For the last two years, her husband Jesse Meraz has been a free man. He served almost eight years in prison for crimes that include robbery and possession of a firearm. But it appeared to be behind him.

"He's an iron worker for the union we're actively involved in our church Victory Outreach, we host Bible study at our house ... we've done stop the violence marches with the City of Indio, the City of Coachella ... he's done tattoo removal ... he's done everything that he's supposed to do as a citizen," says Guadalupe.

Then, they get a call that changed everything.

She says their attorney told them Proposition 36, the law that gave him a break didn't apply to him, "The DA filed an appeal saying that he didn't qualify for sentencing under the new law and he would have to go back." 

She says on Monday, they went to his court hearing armed with letters proving he was a different man, "From our church, to the retired Indio chief of police, his coworkers, my family, all vouching for him." 

But she says their hopes were dashed when the the judge didn't read them before re-sentencing him to 25 years to life in prison, "We prayed together that morning and we believed because we're doing everything we're supposed to do that we would see justice and they took him, I walked out alone."

We reached out to Riverside County District Attorney, Mike Hestrin, to find out why this happened and if there was more to the story. His office responded with this email:

In 2011, the defendant was sentenced to 36 years to life. The sentence was appealed by the defendant, the appellate court reversed, and the case was sent back to the trial court for re-sentencing.

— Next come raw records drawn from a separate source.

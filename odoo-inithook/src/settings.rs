// Provisioner settings
//
// Layered with the `config` crate:
//   1. serde defaults (the stock appliance layout)
//   2. optional TOML file (`/etc/odoo-inithook/settings.toml`, `--config`, or ODOO_INITHOOK_CONFIG)
//   3. environment overrides: ODOO_INITHOOK__<SECTION>__<KEY>, e.g. ODOO_INITHOOK__DATABASE__PORT=5433

use anyhow::{Context, Result};
use serde::Deserialize;
use std::path::{Path, PathBuf};

pub const DEFAULT_SETTINGS_PATH: &str = "/etc/odoo-inithook/settings.toml";
pub const SETTINGS_PATH_ENV: &str = "ODOO_INITHOOK_CONFIG";
const ENV_PREFIX: &str = "ODOO_INITHOOK";

#[derive(Debug, Clone, Default, Deserialize)]
#[serde(default)]
pub struct Settings {
    pub paths: PathSettings,
    pub database: DatabaseSettings,
    pub addons: AddonSettings,
    pub application: ApplicationSettings,
    pub credentials: CredentialSettings,
}

#[derive(Debug, Clone, Deserialize)]
#[serde(default)]
pub struct PathSettings {
    /// The application's INI config file.
    pub odoo_conf: PathBuf,
    /// Add-ons shipped with the application; always first in `addons_path`.
    pub builtin_addons: PathBuf,
    /// Destination root for operator-selected localization add-ons.
    pub localization_dir: PathBuf,
    /// Shared destination for dependency add-ons.
    pub custom_addons_dir: PathBuf,
    pub log_dir: PathBuf,
}

impl Default for PathSettings {
    fn default() -> Self {
        Self {
            odoo_conf: PathBuf::from("/etc/odoo/odoo.conf"),
            builtin_addons: PathBuf::from("/usr/lib/python3/dist-packages/odoo/addons"),
            localization_dir: PathBuf::from("/usr/lib/python3/dist-packages/odoo/l10n"),
            custom_addons_dir: PathBuf::from("/usr/lib/python3/dist-packages/odoo/custom-addons"),
            log_dir: PathBuf::from("/var/log/odoo-inithook"),
        }
    }
}

#[derive(Debug, Clone, Deserialize)]
#[serde(default)]
pub struct DatabaseSettings {
    pub host: String,
    pub port: u16,
    pub admin_user: String,
    /// When unset the operator password is used for the admin connection.
    pub admin_password: Option<String>,
    /// Neutral database the admin connection attaches to.
    pub bootstrap_database: String,
    /// Factory-default database shipped with the image.
    pub default_name: String,
    /// Database holding the legacy admin credential row.
    pub legacy_database: String,
}

impl Default for DatabaseSettings {
    fn default() -> Self {
        Self {
            host: "localhost".to_string(),
            port: 5432,
            admin_user: "postgres".to_string(),
            admin_password: None,
            bootstrap_database: "template1".to_string(),
            default_name: "TurnkeylinuxExample".to_string(),
            legacy_database: "TurnkeylinuxExample".to_string(),
        }
    }
}

#[derive(Debug, Clone, Deserialize)]
#[serde(default)]
pub struct AddonSettings {
    /// `{name}` is replaced with the selected localization name.
    pub localization_url_template: String,
    /// `{name}` is replaced with the dependency name.
    pub dependency_url_template: String,
    /// Branch to check out; the repository default branch when unset.
    pub branch: Option<String>,
    pub fetch_timeout_secs: u64,
    pub requirements_timeout_secs: u64,
    pub pip: String,
}

impl Default for AddonSettings {
    fn default() -> Self {
        Self {
            localization_url_template: "https://github.com/oca/l10n-{name}".to_string(),
            dependency_url_template: "https://github.com/oca/{name}".to_string(),
            branch: None,
            fetch_timeout_secs: 900,
            requirements_timeout_secs: 900,
            pip: "pip3".to_string(),
        }
    }
}

#[derive(Debug, Clone, Deserialize)]
#[serde(default)]
pub struct ApplicationSettings {
    pub service_name: String,
    pub python: String,
    /// Directory holding the application's Python package.
    pub python_path: PathBuf,
    pub command_timeout_secs: u64,
}

impl Default for ApplicationSettings {
    fn default() -> Self {
        Self {
            service_name: "odoo".to_string(),
            python: "python3".to_string(),
            python_path: PathBuf::from("/usr/lib/python3/dist-packages"),
            command_timeout_secs: 120,
        }
    }
}

#[derive(Debug, Clone, Deserialize)]
#[serde(default)]
pub struct CredentialSettings {
    pub pbkdf2_rounds: u32,
}

impl Default for CredentialSettings {
    fn default() -> Self {
        Self {
            pbkdf2_rounds: crate::credentials::hash::DEFAULT_ROUNDS,
        }
    }
}

/// Resolve which settings file to read: explicit path, then env var, then the default location.
pub fn resolve_settings_path(explicit: Option<&Path>) -> PathBuf {
    if let Some(p) = explicit {
        return p.to_path_buf();
    }
    match std::env::var_os(SETTINGS_PATH_ENV).filter(|v| !v.is_empty()) {
        Some(p) => PathBuf::from(p),
        None => PathBuf::from(DEFAULT_SETTINGS_PATH),
    }
}

/// Load settings. A missing file is fine; a malformed one is an error.
pub fn load(path: &Path) -> Result<Settings> {
    let built = config::Config::builder()
        .add_source(
            config::File::from(path)
                .format(config::FileFormat::Toml)
                .required(false),
        )
        .add_source(
            config::Environment::with_prefix(ENV_PREFIX)
                .prefix_separator("__")
                .separator("__")
                .try_parsing(true),
        )
        .build()
        .with_context(|| format!("Failed to read settings from {:?}", path))?;

    built
        .try_deserialize::<Settings>()
        .with_context(|| format!("Invalid settings in {:?}", path))
}
// Administrative database access
//
// DatabaseAdmin is the seam between the lifecycle/credential logic and the
// PostgreSQL server. Production code uses PgAdmin; tests use in-memory fakes.
//
// Every operation opens its own connection and closes it before returning, so
// no connection is held across prompts or fetches. Statements run outside any
// transaction (autocommit), which CREATE/DROP DATABASE require.

use async_trait::async_trait;
use log::debug;
use sqlx::postgres::{PgConnectOptions, PgConnection};
use sqlx::{Connection, Executor};
use thiserror::Error;

use crate::database::provisioning::{
    create_db_stmt, drop_db_stmt, FIND_DB_CASE_INSENSITIVE_QUERY, FIND_DB_EXACT_QUERY,
    LEGACY_ADMIN_USER_ID, LEGACY_PASSWORD_UPDATE,
};
use crate::settings::DatabaseSettings;
use crate::utils::logging::describe_endpoint;

/// Errors from the database server. Messages never include credentials.
#[derive(Debug, Clone, Error)]
pub enum DatabaseError {
    #[error("Unable to connect to {endpoint}: {details}")]
    Connect { endpoint: String, details: String },

    #[error("{operation} failed on {endpoint}: {details}")]
    Statement {
        operation: String,
        endpoint: String,
        details: String,
    },

    #[error("Invalid database name '{name}': {reason}")]
    InvalidName { name: String, reason: String },
}

/// How a database name is compared against `pg_database.datname`.
#[derive(Debug, Clone, Copy, PartialEq, Eq)]
pub enum NameMatch {
    Exact,
    CaseInsensitive,
}

/// Administrative operations against the local database server.
#[async_trait]
pub trait DatabaseAdmin: Send + Sync {
    /// Look a database up; returns the name as stored on the server.
    async fn find_database(
        &self,
        name: &str,
        matching: NameMatch,
    ) -> Result<Option<String>, DatabaseError>;

    async fn drop_database(&self, name: &str) -> Result<(), DatabaseError>;

    async fn create_database(&self, name: &str) -> Result<(), DatabaseError>;

    /// Write `hash` into the admin row of the users table inside `database`.
    /// Returns the number of rows updated.
    async fn update_legacy_password(&self, database: &str, hash: &str)
        -> Result<u64, DatabaseError>;
}

/// Connection parameters for the admin role.
#[derive(Clone)]
pub struct PgEndpoint {
    pub host: String,
    pub port: u16,
    pub user: String,
    pub password: String,
    pub bootstrap_database: String,
}

impl std::fmt::Debug for PgEndpoint {
    fn fmt(&self, f: &mut std::fmt::Formatter<'_>) -> std::fmt::Result {
        f.debug_struct("PgEndpoint")
            .field("host", &self.host)
            .field("port", &self.port)
            .field("user", &self.user)
            .field("password", &"***")
            .field("bootstrap_database", &self.bootstrap_database)
            .finish()
    }
}

impl PgEndpoint {
    /// Build from settings; `fallback_password` is used when no admin password is configured.
    pub fn from_settings(settings: &DatabaseSettings, fallback_password: &str) -> Self {
        Self {
            host: settings.host.clone(),
            port: settings.port,
            user: settings.admin_user.clone(),
            password: settings
                .admin_password
                .clone()
                .unwrap_or_else(|| fallback_password.to_string()),
            bootstrap_database: settings.bootstrap_database.clone(),
        }
    }

    pub fn describe(&self, database: &str) -> String {
        describe_endpoint(&self.user, &self.host, self.port, database)
    }

    fn options(&self, database: &str) -> PgConnectOptions {
        PgConnectOptions::new()
            .host(&self.host)
            .port(self.port)
            .username(&self.user)
            .password(&self.password)
            .database(database)
            .application_name("odoo-inithook")
    }
}

/// Production admin backed by sqlx.
pub struct PgAdmin {
    endpoint: PgEndpoint,
}

impl PgAdmin {
    pub fn new(endpoint: PgEndpoint) -> Self {
        Self { endpoint }
    }

    async fn connect(&self, database: &str) -> Result<PgConnection, DatabaseError> {
        let target = self.endpoint.describe(database);
        debug!("[PHASE: database] [STEP: connect] Connecting to {}", target);
        PgConnection::connect_with(&self.endpoint.options(database))
            .await
            .map_err(|e| DatabaseError::Connect {
                endpoint: target,
                details: e.to_string(),
            })
    }

    fn statement_error(&self, operation: &str, database: &str, e: sqlx::Error) -> DatabaseError {
        DatabaseError::Statement {
            operation: operation.to_string(),
            endpoint: self.endpoint.describe(database),
            details: e.to_string(),
        }
    }

    async fn execute_ddl(&self, operation: &str, stmt: &str) -> Result<(), DatabaseError> {
        let bootstrap = self.endpoint.bootstrap_database.as_str();
        let mut conn = self.connect(bootstrap).await?;
        // Simple-query protocol: no implicit transaction block around the DDL.
        let result = conn.execute(sqlx::raw_sql(stmt)).await;
        let _ = conn.close().await;
        result
            .map(|_| ())
            .map_err(|e| self.statement_error(operation, bootstrap, e))
    }
}

#[async_trait]
impl DatabaseAdmin for PgAdmin {
    async fn find_database(
        &self,
        name: &str,
        matching: NameMatch,
    ) -> Result<Option<String>, DatabaseError> {
        let bootstrap = self.endpoint.bootstrap_database.as_str();
        let query = match matching {
            NameMatch::Exact => FIND_DB_EXACT_QUERY,
            NameMatch::CaseInsensitive => FIND_DB_CASE_INSENSITIVE_QUERY,
        };

        let mut conn = self.connect(bootstrap).await?;
        let result = sqlx::query_scalar::<_, String>(query)
            .bind(name)
            .fetch_optional(&mut conn)
            .await;
        let _ = conn.close().await;

        result.map_err(|e| self.statement_error("Database lookup", bootstrap, e))
    }

    async fn drop_database(&self, name: &str) -> Result<(), DatabaseError> {
        self.execute_ddl("DROP DATABASE", &drop_db_stmt(name)).await
    }

    async fn create_database(&self, name: &str) -> Result<(), DatabaseError> {
        self.execute_ddl("CREATE DATABASE", &create_db_stmt(name)).await
    }

    async fn update_legacy_password(
        &self,
        database: &str,
        hash: &str,
    ) -> Result<u64, DatabaseError> {
        let mut conn = self.connect(database).await?;
        let result = sqlx::query(LEGACY_PASSWORD_UPDATE)
            .bind(hash)
            .bind(LEGACY_ADMIN_USER_ID)
            .execute(&mut conn)
            .await;
        let _ = conn.close().await;

        result
            .map(|r| r.rows_affected())
            .map_err(|e| self.statement_error("Legacy credential update", database, e))
    }
}
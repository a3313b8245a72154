// Input validation utilities

use anyhow::Result;
use regex::Regex;

/// Characters the application's admin password must not contain.
pub const PASSWORD_BLACKLIST: [char; 2] = ['\\', '/'];

/// Validate an add-on name before it is used as a directory name or URL segment.
///
/// Security: names come from operator input and from manifests inside fetched repositories,
/// so anything that could escape the add-ons tree (`..`, `/`) is rejected.
pub fn validate_addon_name(name: &str) -> Result<()> {
    if name.is_empty() {
        return Err(anyhow::anyhow!("Add-on name cannot be empty"));
    }
    if name.len() > 100 {
        return Err(anyhow::anyhow!("Add-on name cannot exceed 100 characters"));
    }

    let re = Regex::new(r"^[A-Za-z0-9][A-Za-z0-9._-]*$").map_err(|e| {
        anyhow::anyhow!("Internal error: failed to compile add-on name regex: {}", e)
    })?;
    if !re.is_match(name) || name.contains("..") {
        return Err(anyhow::anyhow!("Add-on name contains invalid characters: '{}'", name));
    }
    Ok(())
}

/// Validate a repository locator before it reaches `git clone`.
///
/// Security: override URLs come from manifests inside fetched repositories. Only
/// remote transports are accepted, so nothing can be read as a git option.
pub fn validate_source_url(url: &str) -> Result<()> {
    let re = Regex::new(r"^(https?://|ssh://|git@)[A-Za-z0-9._~:/@%+=-]+$").map_err(|e| {
        anyhow::anyhow!("Internal error: failed to compile source URL regex: {}", e)
    })?;
    if !re.is_match(url) {
        return Err(anyhow::anyhow!("Unsupported repository URL: '{}'", url));
    }
    Ok(())
}

/// Validate a branch name taken from a dependency manifest.
pub fn validate_branch_name(branch: &str) -> Result<()> {
    let re = Regex::new(r"^[A-Za-z0-9][A-Za-z0-9._/-]*$").map_err(|e| {
        anyhow::anyhow!("Internal error: failed to compile branch regex: {}", e)
    })?;
    if !re.is_match(branch) || branch.contains("..") {
        return Err(anyhow::anyhow!("Invalid branch name: '{}'", branch));
    }
    Ok(())
}

/// Validate the operator password (non-empty, no blacklisted characters).
pub fn validate_password(password: &str) -> Result<()> {
    validate_password_with(password, &PASSWORD_BLACKLIST)
}

pub fn validate_password_with(password: &str, blacklist: &[char]) -> Result<()> {
    if password.is_empty() {
        return Err(anyhow::anyhow!("Password cannot be empty"));
    }
    if let Some(c) = password.chars().find(|c| blacklist.contains(c)) {
        return Err(anyhow::anyhow!("Password cannot contain '{}'", c));
    }
    Ok(())
}

/// Interpret a yes/no answer. Anything other than yes/y is a no.
pub fn is_yes(answer: &str) -> bool {
    matches!(answer.trim().to_ascii_lowercase().as_str(), "yes" | "y")
}
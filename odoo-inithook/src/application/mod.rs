// Application control surface
//
// The application owns its config object model and its reload path. This hook
// only invokes them: the admin credential is set through the application's own
// config API (run under its Python interpreter) and the reload is a service
// restart.

use anyhow::Result;
use async_trait::async_trait;
use log::info;
use std::path::{Path, PathBuf};
use tokio::time::Duration;

use crate::credentials::hash::CredentialHash;
use crate::installation::{run_checked, service};
use crate::settings::ApplicationSettings;

#[async_trait]
pub trait ApplicationControl: Send + Sync {
    /// Load the application config, set the admin credential, persist it.
    async fn set_admin_credential(&self, config_path: &Path, hash: &CredentialHash) -> Result<()>;

    /// Ask the application to pick up its new configuration.
    async fn reload(&self) -> Result<()>;
}

const CONF_ENV: &str = "ODOO_INITHOOK_CONF";
const HASH_ENV: &str = "ODOO_INITHOOK_ADMIN_HASH";
const PYTHONPATH_ENV: &str = "ODOO_INITHOOK_PYTHONPATH";

// Values arrive through the environment so nothing secret is on the command line.
const SET_ADMIN_SCRIPT: &str = r#"
import os, sys
sys.path.insert(0, os.environ['ODOO_INITHOOK_PYTHONPATH'])
import odoo
odoo.tools.config.parse_config(['--config=' + os.environ['ODOO_INITHOOK_CONF']])
odoo.tools.config['admin_passwd'] = os.environ['ODOO_INITHOOK_ADMIN_HASH']
odoo.tools.config.save()
"#;

/// Production control surface for the Odoo service.
pub struct OdooControl {
    python: String,
    python_path: PathBuf,
    service_name: String,
    timeout: Duration,
}

impl OdooControl {
    pub fn new(settings: &ApplicationSettings) -> Self {
        Self {
            python: settings.python.clone(),
            python_path: settings.python_path.clone(),
            service_name: settings.service_name.clone(),
            timeout: Duration::from_secs(settings.command_timeout_secs),
        }
    }
}

#[async_trait]
impl ApplicationControl for OdooControl {
    async fn set_admin_credential(&self, config_path: &Path, hash: &CredentialHash) -> Result<()> {
        let conf = config_path.to_string_lossy();
        let python_path = self.python_path.to_string_lossy();
        let args = vec!["-c".to_string(), SET_ADMIN_SCRIPT.to_string()];
        let envs = [
            (CONF_ENV, &*conf),
            (HASH_ENV, hash.as_str()),
            (PYTHONPATH_ENV, &*python_path),
        ];

        run_checked(&self.python, &args, &envs, self.timeout, "set_admin_credential").await?;
        info!(
            "[PHASE: credentials] [STEP: primary] Admin credential saved through application config (fingerprint={})",
            hash.fingerprint()
        );
        Ok(())
    }

    async fn reload(&self) -> Result<()> {
        service::restart_service(&self.service_name, self.timeout).await
    }
}

#[cfg(test)]
mod tests {
    use super::*;

    #[test]
    fn script_reads_every_value_from_environment() {
        for key in [CONF_ENV, HASH_ENV, PYTHONPATH_ENV] {
            assert!(SET_ADMIN_SCRIPT.contains(key), "script must read {}", key);
        }
        assert!(SET_ADMIN_SCRIPT.contains("config.save()"));
    }

    #[tokio::test]
    async fn missing_interpreter_is_an_error() {
        let control = OdooControl {
            python: "definitely-not-a-python-xyz".to_string(),
            python_path: PathBuf::from("/nowhere"),
            service_name: "odoo".to_string(),
            timeout: Duration::from_secs(5),
        };
        let hash = crate::credentials::hash::derive("pw", 10).unwrap();
        let res = control
            .set_admin_credential(Path::new("/etc/odoo/odoo.conf"), &hash)
            .await;
        assert!(res.is_err());
    }
}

In 2014, the judge re-sentenced the defendant to eight years in prison. Our office appealed this re-sentencing, arguing that the court erred and failed to follow the appropriate sentencing rules. The appellate court held that the trial court erred and reversed the sentence, ruling that the defendant fell under the three-strikes sentencing law as it existed prior to the passage of Prop. 36, and the case was once again returned to the trial court for re-sentencing.

On Monday, Jan. 30, the judge sentenced the defendant to 25 years to life.

Guadalupe says this doesn't make sense, "Why are you going to take one man back to do a life sentence when all these laws are changing in his favor?"

Jesse is being held without bail at the Southwest Detention Center. Guadalupe says they're trying to see what they can do legally to reverse this sentencing.